He was born Wladziu Valentino Liberace in a Milwaukee suburb in 1919 to poor parents. He was classically trained on the piano as a youth and made his concert debut as a soloist at age 11. As a teenager during the depression, he played piano in speakeasies to make money for his family.

In 1940, Liberace moved to New York and scrounged for small-time nightclub gigs. His charm and piano playing paid off, and within seven years he was touring the hotel clubs. Liberace's story might have fizzled right there, but he got in early on two gold mines--Las Vegas and TV.

In the late 1940s he began playing extended runs in Las Vegas, which was just becoming an entertainment and gambling center. He would appear at the casinos in Vegas regularly for the rest of his life. And as Vegas grew, so did Liberace's fame and his paychecks.

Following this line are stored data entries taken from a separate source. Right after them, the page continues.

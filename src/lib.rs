pub mod clock;
pub mod config;
pub mod error;
pub mod logger;
pub mod pages;
pub mod policy;
pub mod routes;
pub mod session;
pub mod storage;
pub mod view;

use std::sync::Arc;

use clock::{Clock, SystemClock};
use config::AppConfig;
use session::{SessionManager, StoreBackend};
use view::{FixedDelay, Latency};

// 应用状态
pub struct AppState {
    pub sessions: Arc<SessionManager>,
    pub latency: Arc<dyn Latency>,
}

impl AppState {
    pub fn new(sessions: Arc<SessionManager>, latency: Arc<dyn Latency>) -> Self {
        Self { sessions, latency }
    }

    /// 按配置构建：系统时钟、固定延迟，STORAGE_DIR 决定存储后端
    pub fn from_config(config: &AppConfig) -> Self {
        let policy = config.policy();
        let backend = match &config.storage_dir {
            Some(dir) => StoreBackend::JsonFiles(dir.clone()),
            None => StoreBackend::Memory,
        };
        let clock: Arc<dyn Clock> = Arc::new(SystemClock);
        let latency = Arc::new(FixedDelay::new(policy.submit_delay));
        let sessions = SessionManager::new(backend, clock, policy).with_idle_ttl(config.session_ttl());
        Self::new(Arc::new(sessions), latency)
    }
}
use log::LevelFilter;
use std::env;
use std::path::PathBuf;
use std::str::FromStr;
use std::time::Duration;
use thiserror::Error;
use validator::{Validate, ValidationErrors};

use crate::policy::{LockoutPolicy, LOCKOUT_DURATION, MAX_ATTEMPTS, SUBMIT_DELAY};

#[derive(Debug, Error)]
pub enum ConfigError {
    #[error("环境变量 {key} 的值无效: {value}")]
    Parse { key: &'static str, value: String },

    #[error("配置校验失败: {0}")]
    Invalid(#[from] ValidationErrors),
}

/// 应用配置，来自环境变量（启动时先加载 .env）
#[derive(Debug, Clone, Validate)]
pub struct AppConfig {
    pub host: String,
    #[validate(range(min = 1))]
    pub port: u16,
    pub log_dir: PathBuf,
    pub log_level: LevelFilter,
    pub static_dir: PathBuf,
    /// 设置后每个客户端的存储落盘到该目录，否则只保存在内存
    pub storage_dir: Option<PathBuf>,
    #[validate(range(min = 1))]
    pub session_ttl_secs: u64,
    #[validate(range(min = 1))]
    pub cleanup_interval_secs: u64,
    #[validate(range(max = 60_000))]
    pub submit_delay_ms: u64,
    #[validate(range(min = 1, max = 1440))]
    pub lockout_minutes: u64,
    #[validate(range(min = 1, max = 100))]
    pub max_attempts: u32,
}

impl Default for AppConfig {
    fn default() -> Self {
        Self {
            host: "0.0.0.0".to_string(),
            port: 8080,
            log_dir: PathBuf::from("logs"),
            log_level: LevelFilter::Debug,
            static_dir: PathBuf::from("static"),
            storage_dir: None,
            session_ttl_secs: 24 * 60 * 60,
            cleanup_interval_secs: 10 * 60,
            submit_delay_ms: SUBMIT_DELAY.as_millis() as u64,
            lockout_minutes: LOCKOUT_DURATION.as_secs() / 60,
            max_attempts: MAX_ATTEMPTS,
        }
    }
}

impl AppConfig {
    pub fn from_env() -> Result<Self, ConfigError> {
        Self::from_lookup(|key| env::var(key).ok())
    }

    /// 从任意键值来源读取配置，未设置的项使用默认值
    pub fn from_lookup<F>(lookup: F) -> Result<Self, ConfigError>
    where
        F: Fn(&str) -> Option<String>,
    {
        let defaults = Self::default();
        let config = Self {
            host: lookup("APP_HOST").unwrap_or(defaults.host),
            port: parse_or(&lookup, "APP_PORT", defaults.port)?,
            log_dir: lookup("LOG_DIR").map(PathBuf::from).unwrap_or(defaults.log_dir),
            log_level: parse_or(&lookup, "LOG_LEVEL", defaults.log_level)?,
            static_dir: lookup("STATIC_DIR")
                .map(PathBuf::from)
                .unwrap_or(defaults.static_dir),
            storage_dir: lookup("STORAGE_DIR")
                .filter(|dir| !dir.trim().is_empty())
                .map(PathBuf::from),
            session_ttl_secs: parse_or(&lookup, "SESSION_TTL_SECS", defaults.session_ttl_secs)?,
            cleanup_interval_secs: parse_or(
                &lookup,
                "CLEANUP_INTERVAL_SECS",
                defaults.cleanup_interval_secs,
            )?,
            submit_delay_ms: parse_or(&lookup, "SUBMIT_DELAY_MS", defaults.submit_delay_ms)?,
            lockout_minutes: parse_or(&lookup, "LOCKOUT_MINUTES", defaults.lockout_minutes)?,
            max_attempts: parse_or(&lookup, "MAX_ATTEMPTS", defaults.max_attempts)?,
        };
        config.validate()?;
        Ok(config)
    }

    pub fn policy(&self) -> LockoutPolicy {
        LockoutPolicy {
            max_attempts: self.max_attempts,
            lockout_duration: Duration::from_secs(self.lockout_minutes * 60),
            submit_delay: Duration::from_millis(self.submit_delay_ms),
        }
    }

    pub fn session_ttl(&self) -> Duration {
        Duration::from_secs(self.session_ttl_secs)
    }

    pub fn cleanup_interval(&self) -> Duration {
        Duration::from_secs(self.cleanup_interval_secs)
    }
}

fn parse_or<F, T>(lookup: &F, key: &'static str, default: T) -> Result<T, ConfigError>
where
    F: Fn(&str) -> Option<String>,
    T: FromStr,
{
    match lookup(key) {
        Some(value) => value
            .trim()
            .parse()
            .map_err(|_| ConfigError::Parse { key, value }),
        None => Ok(default),
    }
}
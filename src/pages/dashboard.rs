use chrono::{DateTime, Local};

use super::layout;
use crate::policy::MOCK_USERNAME;

pub fn render_dashboard(last_login: DateTime<Local>) -> String {
    let body = format!(
        r#"<main class="page">
<header class="dashboard-header">
<div class="title">
<div class="icon-badge icon-success">&#10003;</div>
<div>
<h1>Dashboard</h1>
<p class="muted">Bem-vindo ao sistema</p>
</div>
</div>
<form method="post" action="/logout">
<button type="submit" class="btn btn-outline" data-cy="logout-button">Sair</button>
</form>
</header>
<div class="grid">
<section class="card">
<h3>Perfil</h3>
<p class="muted">Gerenciar informações do usuário e configurações de conta.</p>
<button type="button" class="btn btn-outline" data-cy="profile-button">Ver Perfil</button>
</section>
<section class="card">
<h3>Segurança</h3>
<p class="muted">Configurações de segurança e histórico de acesso.</p>
<button type="button" class="btn btn-outline" data-cy="security-button">Configurações</button>
</section>
<section class="card card-center">
<div class="icon-badge icon-primary">&#10003;</div>
<h3>Login Realizado</h3>
<p class="muted">Você foi autenticado com sucesso no sistema.</p>
</section>
</div>
<section class="card">
<h3>Informações do Sistema</h3>
<div class="grid grid-info">
<div><p class="muted">Status</p><p class="text-success">Online</p></div>
<div><p class="muted">Último Login</p><p>{last_login}</p></div>
<div><p class="muted">Usuário</p><p>{username}</p></div>
</div>
</section>
</main>"#,
        last_login = last_login.format("%d/%m/%Y, %H:%M:%S"),
        username = MOCK_USERNAME,
    );

    layout("Dashboard", &body, None)
}
mod manager;
mod middleware;

pub use manager::{SessionManager, StoreBackend};
pub use middleware::{ClientId, SessionMiddleware, CLIENT_COOKIE};
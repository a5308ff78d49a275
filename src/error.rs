use actix_web::{http::StatusCode, HttpResponse, ResponseError};
use log::error;
use thiserror::Error;

use crate::routes::ApiResponse;
use crate::storage::StorageError;

#[derive(Debug, Error)]
pub enum AppError {
    #[error("存储错误: {0}")]
    Storage(#[from] StorageError),
}

impl ResponseError for AppError {
    fn status_code(&self) -> StatusCode {
        StatusCode::INTERNAL_SERVER_ERROR
    }

    fn error_response(&self) -> HttpResponse {
        error!("请求处理失败: {}", self);
        HttpResponse::build(self.status_code()).json(ApiResponse::<()> {
            success: false,
            message: "服务器内部错误".to_string(),
            data: None,
        })
    }
}
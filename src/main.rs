use actix_cors::Cors;
use actix_web::{middleware::Logger as AccessLog, web, App, HttpServer};
use dotenv::dotenv;
use log::{error, info};
use std::io;

use login_lockout::config::AppConfig;
use login_lockout::logger::Logger;
use login_lockout::routes;
use login_lockout::AppState;

#[actix_web::main]
async fn main() -> io::Result<()> {
    // 加载 .env
    dotenv().ok();

    let config = AppConfig::from_env().map_err(|e| {
        eprintln!("读取配置失败: {}", e);
        io::Error::new(io::ErrorKind::InvalidInput, e.to_string())
    })?;

    // 初始化日志系统，文件不可用时退回到标准错误输出
    let log_path = config.log_dir.join("app.log");
    if let Err(e) = Logger::init(&log_path, config.log_level) {
        eprintln!("初始化日志系统失败: {}", e);
        env_logger::Builder::new()
            .filter_level(config.log_level)
            .init();
    }

    info!("应用程序启动");
    info!("配置: {:?}", config);

    let app_state = web::Data::new(AppState::from_config(&config));

    // 定期清理过期会话
    let sessions = app_state.sessions.clone();
    let cleanup_interval = config.cleanup_interval();
    tokio::spawn(async move {
        let mut interval = tokio::time::interval(cleanup_interval);
        loop {
            interval.tick().await;
            sessions.cleanup_expired_sessions();
        }
    });

    let static_dir = config.static_dir.clone();
    if !static_dir.is_dir() {
        error!("静态文件目录不存在: {}", static_dir.display());
    }

    println!("服务器启动在 http://{}:{}", config.host, config.port);

    HttpServer::new(move || {
        App::new()
            .app_data(app_state.clone())
            .wrap(AccessLog::default())
            .wrap(
                Cors::default()
                    .allow_any_origin()
                    .allowed_methods(vec!["GET"])
                    .allow_any_header()
                    .max_age(3600),
            )
            .configure(routes::register(
                app_state.sessions.clone(),
                Some(static_dir.clone()),
            ))
    })
    .bind((config.host.as_str(), config.port))?
    .run()
    .await
}
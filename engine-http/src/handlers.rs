//! Handlers for the three endpoints in §6: step, context lookup, graph
//! validation.

use axum::{
    extract::{Path, State},
    Json,
};
use engine_core::context::ConversationContext;
use engine_core::engine::Engine;
use engine_core::graph::Graph;
use engine_core::loader;
use serde::{Deserialize, Serialize};
use serde_json::Value;

use crate::error::{ApiError, ApiResult};
use crate::response;
use crate::state::AppState;

/// `POST /engine/step` request body (§6).
#[derive(Debug, Deserialize)]
pub struct StepRequest {
    pub conversation_id: String,
    pub lead_id: Option<String>,
    pub tenant_id: Option<String>,
    pub graph_id: String,
    pub user_message: Option<String>,
    pub media: Option<Value>,
    pub received_at: Option<chrono::DateTime<chrono::Utc>>,
}

/// `POST /engine/step` response body, mirroring §3's `StepResult` over the
/// wire (§6).
#[derive(Debug, Serialize)]
pub struct StepResponse {
    pub reply_text: Option<String>,
    pub result_kind: engine_core::step::StepResultKind,
    pub next_node_id: Option<String>,
    pub collected_field: Option<String>,
    pub notification: Option<Value>,
    pub action: Option<Value>,
    pub handoff: Option<Value>,
    pub qualification: Option<Value>,
    pub error: Option<String>,
}

impl From<engine_core::step::StepResult> for StepResponse {
    fn from(result: engine_core::step::StepResult) -> Self {
        let action = result
            .metadata
            .get("action.name")
            .map(|name| {
                serde_json::json!({
                    "name": name,
                    "payload": result.metadata.get("action.payload").cloned().unwrap_or(Value::Null),
                    "result": result.metadata.get("action.result").cloned(),
                })
            });

        let handoff = (result.result_kind == engine_core::step::StepResultKind::Handoff).then(|| {
            serde_json::json!({
                "reason": result.metadata.get("reason").cloned(),
                "department": result.metadata.get("department").cloned(),
            })
        });

        let qualification = result.metadata.get("qualification.qualified").map(|qualified| {
            serde_json::json!({
                "qualified": qualified,
                "score": result.metadata.get("qualification.score").cloned(),
            })
        });

        StepResponse {
            reply_text: result.message,
            result_kind: result.result_kind,
            next_node_id: result.node_id,
            collected_field: result.expected_field,
            notification: result.metadata.get("notification").cloned(),
            action,
            handoff,
            qualification,
            error: result.error,
        }
    }
}

/// `POST /engine/step`
pub async fn step(
    State(state): State<AppState>,
    Json(req): Json<StepRequest>,
) -> ApiResult<impl axum::response::IntoResponse> {
    if req.conversation_id.trim().is_empty() {
        return Err(ApiError::BadRequest("conversation_id must not be empty".to_string()));
    }

    let graph = state
        .graphs
        .get(&req.graph_id)
        .await
        .ok_or_else(|| ApiError::NotFound(format!("graph '{}' is not registered", req.graph_id)))?;

    let now = req.received_at.unwrap_or_else(chrono::Utc::now);
    let mut ctx = state
        .context_store
        .get(&req.conversation_id)
        .await?
        .unwrap_or_else(|| ConversationContext::new(req.conversation_id.clone(), req.graph_id.clone(), now));

    if let Some(lead_id) = &req.lead_id {
        ctx.lead_id = Some(lead_id.clone());
    }
    if let Some(tenant_id) = &req.tenant_id {
        ctx.tenant_id = Some(tenant_id.clone());
    }

    let engine = Engine {
        graph: &graph,
        locks: &state.locks,
        event_sink: state.event_sink.as_ref(),
        http_executor: state.http_executor.as_ref(),
    };

    let result = engine.process_message(&mut ctx, req.user_message.as_deref()).await?;

    state.context_store.put(&ctx).await?;

    Ok(response::ok(StepResponse::from(result)))
}

/// `GET /engine/context/{conversation_id}`
pub async fn get_context(
    State(state): State<AppState>,
    Path(conversation_id): Path<String>,
) -> ApiResult<impl axum::response::IntoResponse> {
    let ctx = state
        .context_store
        .get(&conversation_id)
        .await?
        .ok_or_else(|| ApiError::NotFound(format!("no context for conversation '{conversation_id}'")))?;

    Ok(response::ok(ctx))
}

/// `POST /graphs/validate` request/response (§6). The raw graph JSON is
/// deserialized leniently (unknown node kinds fall back to
/// [`engine_core::graph::NodeKind::Unknown`] rather than a parse error),
/// then autocorrected and validated per §4.1. An accepted graph (no
/// `ERROR`-severity diagnostic) is registered so a later `/engine/step` can
/// find it by `graph_id`.
#[derive(Debug, Deserialize)]
pub struct ValidateGraphRequest {
    pub graph_id: String,
    #[serde(flatten)]
    pub graph: Graph,
}

#[derive(Debug, Serialize)]
pub struct DiagnosticDto {
    pub code: String,
    pub severity: String,
    pub node_id: Option<String>,
    pub message: String,
}

impl From<&loader::Diagnostic> for DiagnosticDto {
    fn from(d: &loader::Diagnostic) -> Self {
        DiagnosticDto {
            code: d.code.to_string(),
            severity: match d.severity {
                loader::Severity::Error => "ERROR".to_string(),
                loader::Severity::Warning => "WARNING".to_string(),
            },
            node_id: d.node_id.clone(),
            message: d.message.clone(),
        }
    }
}

#[derive(Debug, Serialize)]
pub struct ValidateGraphResponse {
    pub canonical_graph: Graph,
    pub diagnostics: Vec<DiagnosticDto>,
    pub accepted: bool,
}

pub async fn validate_graph(
    State(state): State<AppState>,
    Json(req): Json<ValidateGraphRequest>,
) -> ApiResult<impl axum::response::IntoResponse> {
    let mut graph = req.graph;
    loader::autocorrect(&mut graph);
    let diagnostics = loader::validate(&graph);

    let accepted = !diagnostics.iter().any(|d| d.severity == loader::Severity::Error);
    if accepted {
        state.graphs.put(req.graph_id.clone(), graph.clone()).await;
    }

    Ok(response::ok(ValidateGraphResponse {
        canonical_graph: graph,
        diagnostics: diagnostics.iter().map(DiagnosticDto::from).collect(),
        accepted,
    }))
}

It wasn't until Liberace was on the tube that he ascended to superstar status. In the early 1950s, Liberace had a variety show on TV, which was in its infancy. He played his fancy piano, did a little soft shoe, spoke to the audience in his hyper-sincere fashion, incessantly praised his mother Frances, who was always in attendance, and joked with his brother, George, the show's band leader. His television show was wildly successful and was carried by more stations than I Love Lucy.

In 1954 he played to capacity crowds at Carnegie Hall, Madison Square Garden, the Hollywood Bowl, and Soldier Field in Chicago. In 1955 he opened at the Riviera in Las Vegas for $50,000 per week, becoming the city's highest paid entertainer.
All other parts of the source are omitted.